*DATA FOR ANALYSIS*:
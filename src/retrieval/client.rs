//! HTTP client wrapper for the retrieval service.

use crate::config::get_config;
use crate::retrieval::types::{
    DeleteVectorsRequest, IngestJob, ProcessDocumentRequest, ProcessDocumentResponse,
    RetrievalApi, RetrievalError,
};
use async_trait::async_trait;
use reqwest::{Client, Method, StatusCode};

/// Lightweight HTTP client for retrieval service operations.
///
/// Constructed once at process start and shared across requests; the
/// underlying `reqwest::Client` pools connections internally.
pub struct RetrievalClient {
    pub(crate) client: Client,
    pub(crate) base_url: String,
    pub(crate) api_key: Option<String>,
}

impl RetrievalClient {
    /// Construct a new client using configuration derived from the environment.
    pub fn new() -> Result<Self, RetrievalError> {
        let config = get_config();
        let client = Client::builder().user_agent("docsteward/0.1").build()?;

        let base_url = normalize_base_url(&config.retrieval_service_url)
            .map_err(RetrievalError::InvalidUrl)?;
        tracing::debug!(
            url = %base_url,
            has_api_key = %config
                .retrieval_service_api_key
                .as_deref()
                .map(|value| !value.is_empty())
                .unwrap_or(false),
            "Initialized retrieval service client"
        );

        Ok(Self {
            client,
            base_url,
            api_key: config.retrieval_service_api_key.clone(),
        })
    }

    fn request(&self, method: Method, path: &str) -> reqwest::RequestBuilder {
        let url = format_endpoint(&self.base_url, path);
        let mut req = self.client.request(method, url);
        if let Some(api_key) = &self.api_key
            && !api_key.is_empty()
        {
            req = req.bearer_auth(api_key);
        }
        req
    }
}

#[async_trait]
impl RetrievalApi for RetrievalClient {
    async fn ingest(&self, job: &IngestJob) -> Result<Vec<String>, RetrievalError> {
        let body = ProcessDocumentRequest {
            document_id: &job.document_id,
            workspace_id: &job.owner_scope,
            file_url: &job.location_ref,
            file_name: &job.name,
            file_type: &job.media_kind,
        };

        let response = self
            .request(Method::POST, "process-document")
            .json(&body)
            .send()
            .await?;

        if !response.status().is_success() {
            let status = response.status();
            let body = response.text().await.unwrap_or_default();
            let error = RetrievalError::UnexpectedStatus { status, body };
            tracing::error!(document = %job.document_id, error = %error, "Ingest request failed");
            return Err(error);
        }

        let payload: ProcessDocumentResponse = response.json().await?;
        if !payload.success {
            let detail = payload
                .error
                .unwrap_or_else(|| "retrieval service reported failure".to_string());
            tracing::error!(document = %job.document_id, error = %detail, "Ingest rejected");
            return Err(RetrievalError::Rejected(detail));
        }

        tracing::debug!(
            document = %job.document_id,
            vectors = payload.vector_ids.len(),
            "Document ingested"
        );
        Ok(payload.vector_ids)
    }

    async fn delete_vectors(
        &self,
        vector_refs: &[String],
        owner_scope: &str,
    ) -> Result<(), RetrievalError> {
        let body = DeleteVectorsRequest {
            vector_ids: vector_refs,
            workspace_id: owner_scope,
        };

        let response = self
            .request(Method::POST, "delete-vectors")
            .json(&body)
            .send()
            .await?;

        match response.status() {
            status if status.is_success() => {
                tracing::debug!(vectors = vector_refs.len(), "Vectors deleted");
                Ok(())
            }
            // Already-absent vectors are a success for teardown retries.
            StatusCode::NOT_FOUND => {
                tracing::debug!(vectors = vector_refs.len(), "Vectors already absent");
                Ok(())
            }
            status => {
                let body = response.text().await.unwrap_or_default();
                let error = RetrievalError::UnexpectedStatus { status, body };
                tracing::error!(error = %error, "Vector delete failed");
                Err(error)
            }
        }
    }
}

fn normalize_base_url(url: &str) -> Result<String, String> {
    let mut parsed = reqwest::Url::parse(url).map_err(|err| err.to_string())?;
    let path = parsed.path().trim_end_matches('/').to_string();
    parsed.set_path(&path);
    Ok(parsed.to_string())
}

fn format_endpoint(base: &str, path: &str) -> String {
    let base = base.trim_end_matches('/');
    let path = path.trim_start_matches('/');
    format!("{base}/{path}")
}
--
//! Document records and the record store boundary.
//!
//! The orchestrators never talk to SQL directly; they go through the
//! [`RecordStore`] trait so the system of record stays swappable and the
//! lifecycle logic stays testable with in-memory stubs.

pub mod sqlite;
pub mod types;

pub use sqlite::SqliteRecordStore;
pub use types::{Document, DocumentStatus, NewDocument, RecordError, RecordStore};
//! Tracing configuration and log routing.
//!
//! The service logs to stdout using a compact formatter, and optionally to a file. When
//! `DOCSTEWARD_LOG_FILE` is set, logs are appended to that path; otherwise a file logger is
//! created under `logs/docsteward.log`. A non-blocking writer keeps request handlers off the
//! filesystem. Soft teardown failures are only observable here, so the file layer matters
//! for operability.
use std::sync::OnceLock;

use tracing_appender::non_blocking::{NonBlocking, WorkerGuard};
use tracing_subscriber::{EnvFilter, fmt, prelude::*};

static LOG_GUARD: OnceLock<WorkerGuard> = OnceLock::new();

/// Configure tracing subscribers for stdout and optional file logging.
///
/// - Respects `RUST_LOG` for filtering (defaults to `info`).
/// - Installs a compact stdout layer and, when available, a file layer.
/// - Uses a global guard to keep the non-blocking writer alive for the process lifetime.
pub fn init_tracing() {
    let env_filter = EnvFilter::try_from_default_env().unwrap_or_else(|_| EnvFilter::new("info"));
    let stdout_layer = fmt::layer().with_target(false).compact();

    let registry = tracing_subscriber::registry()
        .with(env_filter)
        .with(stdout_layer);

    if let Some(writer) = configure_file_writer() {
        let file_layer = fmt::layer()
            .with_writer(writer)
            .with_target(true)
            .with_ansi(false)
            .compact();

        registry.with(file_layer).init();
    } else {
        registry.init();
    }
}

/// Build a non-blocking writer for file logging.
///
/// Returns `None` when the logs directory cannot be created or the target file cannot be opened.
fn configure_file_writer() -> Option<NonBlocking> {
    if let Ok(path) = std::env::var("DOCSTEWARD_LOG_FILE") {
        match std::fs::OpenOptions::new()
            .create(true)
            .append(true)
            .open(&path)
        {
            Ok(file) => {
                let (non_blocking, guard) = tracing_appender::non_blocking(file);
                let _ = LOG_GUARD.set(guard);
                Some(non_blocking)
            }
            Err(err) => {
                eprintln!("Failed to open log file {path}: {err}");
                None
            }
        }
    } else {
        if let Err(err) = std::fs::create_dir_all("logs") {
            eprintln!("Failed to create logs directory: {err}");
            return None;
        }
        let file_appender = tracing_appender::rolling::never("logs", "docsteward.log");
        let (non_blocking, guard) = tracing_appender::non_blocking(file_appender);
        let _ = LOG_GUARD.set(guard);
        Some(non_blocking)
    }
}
...
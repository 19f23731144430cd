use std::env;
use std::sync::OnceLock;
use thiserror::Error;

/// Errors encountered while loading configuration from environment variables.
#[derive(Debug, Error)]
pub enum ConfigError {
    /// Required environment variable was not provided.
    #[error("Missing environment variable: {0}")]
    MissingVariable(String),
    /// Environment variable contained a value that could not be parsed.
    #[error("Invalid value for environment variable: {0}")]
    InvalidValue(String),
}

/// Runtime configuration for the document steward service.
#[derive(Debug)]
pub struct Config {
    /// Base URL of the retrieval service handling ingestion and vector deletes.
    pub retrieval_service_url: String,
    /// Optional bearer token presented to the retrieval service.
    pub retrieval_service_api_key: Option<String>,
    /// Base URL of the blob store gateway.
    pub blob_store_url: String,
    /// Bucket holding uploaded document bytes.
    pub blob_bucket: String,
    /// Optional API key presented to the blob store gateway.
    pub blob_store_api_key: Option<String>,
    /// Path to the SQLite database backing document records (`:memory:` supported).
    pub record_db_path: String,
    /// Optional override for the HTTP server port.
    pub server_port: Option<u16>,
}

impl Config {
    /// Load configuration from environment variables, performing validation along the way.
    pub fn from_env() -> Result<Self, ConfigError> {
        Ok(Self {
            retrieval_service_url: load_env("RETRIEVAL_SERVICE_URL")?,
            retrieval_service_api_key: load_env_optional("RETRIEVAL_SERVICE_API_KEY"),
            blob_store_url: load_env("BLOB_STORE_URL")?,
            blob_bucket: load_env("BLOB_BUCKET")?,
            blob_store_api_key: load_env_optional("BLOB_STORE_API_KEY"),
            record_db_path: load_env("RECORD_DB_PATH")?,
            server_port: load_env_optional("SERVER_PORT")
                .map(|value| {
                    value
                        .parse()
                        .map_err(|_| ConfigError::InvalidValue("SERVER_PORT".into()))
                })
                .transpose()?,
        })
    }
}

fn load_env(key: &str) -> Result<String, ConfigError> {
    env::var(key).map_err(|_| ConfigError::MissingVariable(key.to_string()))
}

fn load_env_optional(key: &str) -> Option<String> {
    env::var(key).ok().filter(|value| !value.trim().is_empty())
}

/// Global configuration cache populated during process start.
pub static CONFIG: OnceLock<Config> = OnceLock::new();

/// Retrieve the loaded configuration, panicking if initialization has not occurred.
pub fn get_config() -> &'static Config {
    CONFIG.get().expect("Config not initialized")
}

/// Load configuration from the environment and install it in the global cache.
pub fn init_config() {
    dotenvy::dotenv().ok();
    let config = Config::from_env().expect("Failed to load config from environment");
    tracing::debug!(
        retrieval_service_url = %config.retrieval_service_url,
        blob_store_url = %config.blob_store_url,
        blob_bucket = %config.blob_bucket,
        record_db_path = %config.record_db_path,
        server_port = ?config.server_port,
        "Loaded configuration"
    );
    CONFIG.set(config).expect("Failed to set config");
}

*ASSIGNED TASK*:
Scan the material above for the word "RetrievalClient", and copy every line in which it is found.

*SOLUTION TO THIS EXERCISE*:
pub struct RetrievalClient {
impl RetrievalClient {
impl RetrievalApi for RetrievalClient {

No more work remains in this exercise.